> _Problem to solve_: Each line containing the word "ImportState" must be copied from the material below.

> _Given information_:

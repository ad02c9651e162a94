//! Defines the endpoint for restoring transactions from a JSON backup file.

use std::sync::{Arc, Mutex};

use axum::{
    Extension,
    extract::{FromRef, Multipart, State, multipart::Field},
    http::StatusCode,
    response::{IntoResponse, Response},
};
use rusqlite::Connection;
use serde_json::Value;

use crate::{AppState, Error, alert::Alert, auth::UserID};

use super::{
    core::{NewTransaction, Transaction, create_transaction},
    normalize::normalize_transactions,
};

/// The state needed for importing transactions.
#[derive(Debug, Clone)]
pub struct ImportState {
    /// The database connection for managing transactions.
    pub db_connection: Arc<Mutex<Connection>>,
}

impl FromRef<AppState> for ImportState {
    fn from_ref(state: &AppState) -> Self {
        Self {
            db_connection: state.db_connection.clone(),
        }
    }
}

/// Route handler for importing transactions from uploaded JSON files.
///
/// Each file may hold a list of transactions or a list wrapped in an object,
/// see [normalize_transactions]. Transactions without a title, with an
/// unreadable amount or with a negative amount are skipped. Imported
/// transactions keep their original creation time when it can be read.
pub async fn import_transactions(
    State(state): State<ImportState>,
    Extension(user_id): Extension<UserID>,
    mut multipart: Multipart,
) -> Result<Response, Response> {
    let mut transactions = Vec::new();
    let mut file_count = 0;

    loop {
        let field = match multipart.next_field().await {
            Ok(Some(field)) => field,
            Ok(None) => break,
            Err(error) => {
                tracing::error!("Could not read multipart form: {error}");
                return Err(Error::MultipartError(error.body_text()).into_alert_response());
            }
        };

        let payload = parse_multipart_field(field)
            .await
            .map_err(|error| error.into_alert_response())?;

        file_count += 1;
        transactions.extend(normalize_transactions(&payload));
    }

    if file_count == 0 {
        return Err(Error::MultipartError("No file was uploaded.".to_owned()).into_alert_response());
    }

    let connection = state.db_connection.lock().map_err(|error| {
        tracing::error!("could not acquire database lock: {error}");
        Error::DatabaseLockError.into_alert_response()
    })?;

    let (imported_count, skipped_count) =
        import_transaction_list(user_id, &transactions, &connection)
            .inspect_err(|error| tracing::error!("Failed to import transactions: {error}"))
            .map_err(|_| {
                (
                    StatusCode::INTERNAL_SERVER_ERROR,
                    Alert::Error {
                        message: "Import failed".to_owned(),
                        details: "An unexpected error occurred, please try again later".to_owned(),
                    }
                    .into_html(),
                )
                    .into_response()
            })?;

    tracing::info!("Imported {imported_count} transactions, skipped {skipped_count}");

    let alert = Alert::Success {
        message: "Import complete".to_owned(),
        details: format!(
            "Imported {imported_count} {}, skipped {skipped_count} invalid {}.",
            plural(imported_count),
            plural(skipped_count)
        ),
    };

    Ok((StatusCode::CREATED, alert.into_html()).into_response())
}

fn plural(count: usize) -> &'static str {
    if count == 1 {
        "transaction"
    } else {
        "transactions"
    }
}

async fn parse_multipart_field(field: Field<'_>) -> Result<Value, Error> {
    let file_name = field.file_name().unwrap_or("upload").to_owned();

    let data = match field.text().await {
        Ok(data) => data,
        Err(error) => {
            tracing::error!("Could not read data from multipart form field: {error}");
            return Err(Error::MultipartError(
                "Could not read data from multipart form field.".to_owned(),
            ));
        }
    };

    serde_json::from_str(&data).map_err(|error| {
        tracing::debug!("{file_name} is not valid JSON: {error}");
        Error::InvalidJson(error.to_string())
    })
}

/// Insert the valid transactions in a single SQL transaction.
///
/// Returns the number of imported and skipped transactions.
fn import_transaction_list(
    user_id: UserID,
    transactions: &[Transaction],
    connection: &Connection,
) -> Result<(usize, usize), Error> {
    let sql_transaction = connection.unchecked_transaction()?;
    let mut imported_count = 0;
    let mut skipped_count = 0;

    for transaction in transactions {
        let new_transaction = match NewTransaction::new(
            &transaction.title,
            transaction.amount,
            transaction.kind,
            &transaction.category,
        ) {
            Ok(new_transaction) => new_transaction,
            Err(error) => {
                tracing::debug!("Skipping imported transaction {}: {error}", transaction.id);
                skipped_count += 1;
                continue;
            }
        };

        let new_transaction = match transaction.created_at {
            Some(created_at) => new_transaction.created_at(created_at),
            None => new_transaction,
        };

        create_transaction(user_id, new_transaction, &sql_transaction)?;
        imported_count += 1;
    }

    sql_transaction.commit()?;

    Ok((imported_count, skipped_count))
}

#[cfg(test)]
mod tests {
    use std::sync::{Arc, Mutex};

    use axum::{
        Extension,
        extract::{FromRequest, Multipart, State},
        http::{Request, StatusCode},
    };
    use rusqlite::Connection;
    use time::macros::datetime;

    use crate::{
        auth::{PasswordHash, UserID, create_user},
        db::initialize,
        endpoints,
        test_utils::parse_html_fragment,
        transaction::list_transactions,
    };

    use super::{ImportState, import_transactions};

    fn get_test_state() -> (ImportState, UserID) {
        let connection = Connection::open_in_memory().unwrap();
        initialize(&connection).unwrap();
        let user = create_user(
            "test@example.com",
            PasswordHash::new_unchecked("hunter2"),
            &connection,
        )
        .unwrap();

        let state = ImportState {
            db_connection: Arc::new(Mutex::new(connection)),
        };

        (state, user.id)
    }

    async fn must_make_multipart(json_strings: &[&str]) -> Multipart {
        let boundary = "MY_BOUNDARY123456789";
        let boundary_start = format!("--{boundary}");
        let boundary_end = format!("--{boundary}--");

        let mut lines: Vec<&str> = Vec::new();

        for json_string in json_strings {
            lines.push(&boundary_start);
            lines.push("Content-Disposition: form-data; name=\"file\"; filename=\"backup.json\"");
            lines.push("Content-Type: application/json");
            lines.push("");
            lines.push(json_string);
        }

        lines.push(&boundary_end);

        let data = lines.join("\r\n").into_bytes();

        let request = Request::builder()
            .method("POST")
            .uri(endpoints::IMPORT)
            .header(
                "Content-Type",
                format!("multipart/form-data; boundary={boundary}"),
            )
            .body(data.into())
            .unwrap();

        Multipart::from_request(request, &{}).await.unwrap()
    }

    async fn alert_text(response: axum::response::Response) -> String {
        parse_html_fragment(response)
            .await
            .root_element()
            .text()
            .collect::<String>()
    }

    #[tokio::test]
    async fn imports_wrapped_backup() {
        let (state, user_id) = get_test_state();
        let backup = r#"{"data": [
            {"id": 9, "title": "Coffee", "amount": "45000", "type": "expense",
             "category": "Food", "createdAt": "2025-01-15T08:30:00Z"},
            {"id": 10, "title": "Salary", "amount": 5000000, "type": "income"}
        ]}"#;

        let response = import_transactions(
            State(state.clone()),
            Extension(user_id),
            must_make_multipart(&[backup]).await,
        )
        .await
        .unwrap();

        assert_eq!(response.status(), StatusCode::CREATED);
        let connection = state.db_connection.lock().unwrap();
        let transactions = list_transactions(user_id, &connection).unwrap();
        assert_eq!(transactions.len(), 2);
        let coffee = transactions
            .iter()
            .find(|transaction| transaction.title == "Coffee")
            .expect("Coffee was not imported");
        assert_eq!(coffee.amount, 45_000.0);
        assert_eq!(coffee.created_at, Some(datetime!(2025-01-15 08:30 UTC)));
        let salary = transactions
            .iter()
            .find(|transaction| transaction.title == "Salary")
            .expect("Salary was not imported");
        assert_eq!(salary.category, "Other");
    }

    #[tokio::test]
    async fn skips_invalid_transactions() {
        let (state, user_id) = get_test_state();
        let backup = r#"[
            {"title": "Coffee", "amount": "45000", "type": "expense"},
            {"title": "", "amount": "1", "type": "expense"},
            {"title": "Words", "amount": "lots", "type": "expense"},
            {"title": "Refund", "amount": -5, "type": "income"},
            {"title": "Gift", "amount": 5, "type": "gift"}
        ]"#;

        let response = import_transactions(
            State(state.clone()),
            Extension(user_id),
            must_make_multipart(&[backup]).await,
        )
        .await
        .unwrap();

        assert_eq!(response.status(), StatusCode::CREATED);
        let text = alert_text(response).await;
        assert!(
            text.contains("Imported 1 transaction, skipped 3 invalid transactions."),
            "got alert text {text:?}"
        );
        let connection = state.db_connection.lock().unwrap();
        assert_eq!(list_transactions(user_id, &connection).unwrap().len(), 1);
    }

    #[tokio::test]
    async fn rejects_invalid_json() {
        let (state, user_id) = get_test_state();

        let response = import_transactions(
            State(state.clone()),
            Extension(user_id),
            must_make_multipart(&["this is not json"]).await,
        )
        .await
        .unwrap_err();

        assert_eq!(response.status(), StatusCode::BAD_REQUEST);
        let connection = state.db_connection.lock().unwrap();
        assert!(list_transactions(user_id, &connection).unwrap().is_empty());
    }

    #[tokio::test]
    async fn rejects_empty_form() {
        let (state, user_id) = get_test_state();

        let response = import_transactions(
            State(state),
            Extension(user_id),
            must_make_multipart(&[]).await,
        )
        .await
        .unwrap_err();

        assert_eq!(response.status(), StatusCode::BAD_REQUEST);
    }

    #[tokio::test]
    async fn unrecognised_shape_imports_nothing() {
        let (state, user_id) = get_test_state();

        let response = import_transactions(
            State(state.clone()),
            Extension(user_id),
            must_make_multipart(&[r#"{"foo": []}"#]).await,
        )
        .await
        .unwrap();

        assert_eq!(response.status(), StatusCode::CREATED);
        let connection = state.db_connection.lock().unwrap();
        assert!(list_transactions(user_id, &connection).unwrap().is_empty());
    }
}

> _Exercise output_:
pub struct ImportState {
impl FromRef<AppState> for ImportState {
    State(state): State<ImportState>,
    use super::{ImportState, import_transactions};
    fn get_test_state() -> (ImportState, UserID) {
        let state = ImportState {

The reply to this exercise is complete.